> _Work required_
Reproduce exactly the lines of the material beneath, from the line that contains "so it always" to the line that contains "including unbounded tails.", both included, and no other lines.

---- Records for the exercise

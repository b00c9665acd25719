// Copyright (c) 2025 Felix Kahle.
//
// Permission is hereby granted, free of charge, to any person obtaining
// a copy of this software and associated documentation files (the
// "Software"), to deal in the Software without restriction, including
// without limitation the rights to use, copy, modify, merge, publish,
// distribute, sublicense, and/or sell copies of the Software, and to
// permit persons to whom the Software is furnished to do so, subject to
// the following conditions:
//
// The above copyright notice and this permission notice shall be
// included in all copies or substantial portions of the Software.
//
// THE SOFTWARE IS PROVIDED "AS IS", WITHOUT WARRANTY OF ANY KIND,
// EXPRESS OR IMPLIED, INCLUDING BUT NOT LIMITED TO THE WARRANTIES OF
// MERCHANTABILITY, FITNESS FOR A PARTICULAR PURPOSE AND
// NONINFRINGEMENT. IN NO EVENT SHALL THE AUTHORS OR COPYRIGHT HOLDERS BE
// LIABLE FOR ANY CLAIM, DAMAGES OR OTHER LIABILITY, WHETHER IN AN ACTION
// OF CONTRACT, TORT OR OTHERWISE, ARISING FROM, OUT OF OR IN CONNECTION
// WITH THE SOFTWARE OR THE USE OR OTHER DEALINGS IN THE SOFTWARE.

//! # Live Views
//!
//! Non-materialized range sets derived from a backing set. A view holds its
//! backing by value — usually a `&` or `&mut` borrow — and translates every
//! operation into bounded searches against the backing index, so it always
//! reflects the backing set's current contents. Views satisfy the full
//! read/write contract and nest arbitrarily: the complement of a windowed
//! view, a window of a complement, and so on.
//!
//! ## Submodules
//!
//! - `complement`: The gaps of the backing set, including unbounded tails.
//! - `sub`: The backing set restricted to a fixed window.

pub mod complement;
pub mod sub;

--------

> _Result for this task_
//! operation into bounded searches against the backing index, so it always
//! reflects the backing set's current contents. Views satisfy the full
//! read/write contract and nest arbitrarily: the complement of a windowed
//! view, a window of a complement, and so on.
//!
//! ## Submodules
//!
//! - `complement`: The gaps of the backing set, including unbounded tails.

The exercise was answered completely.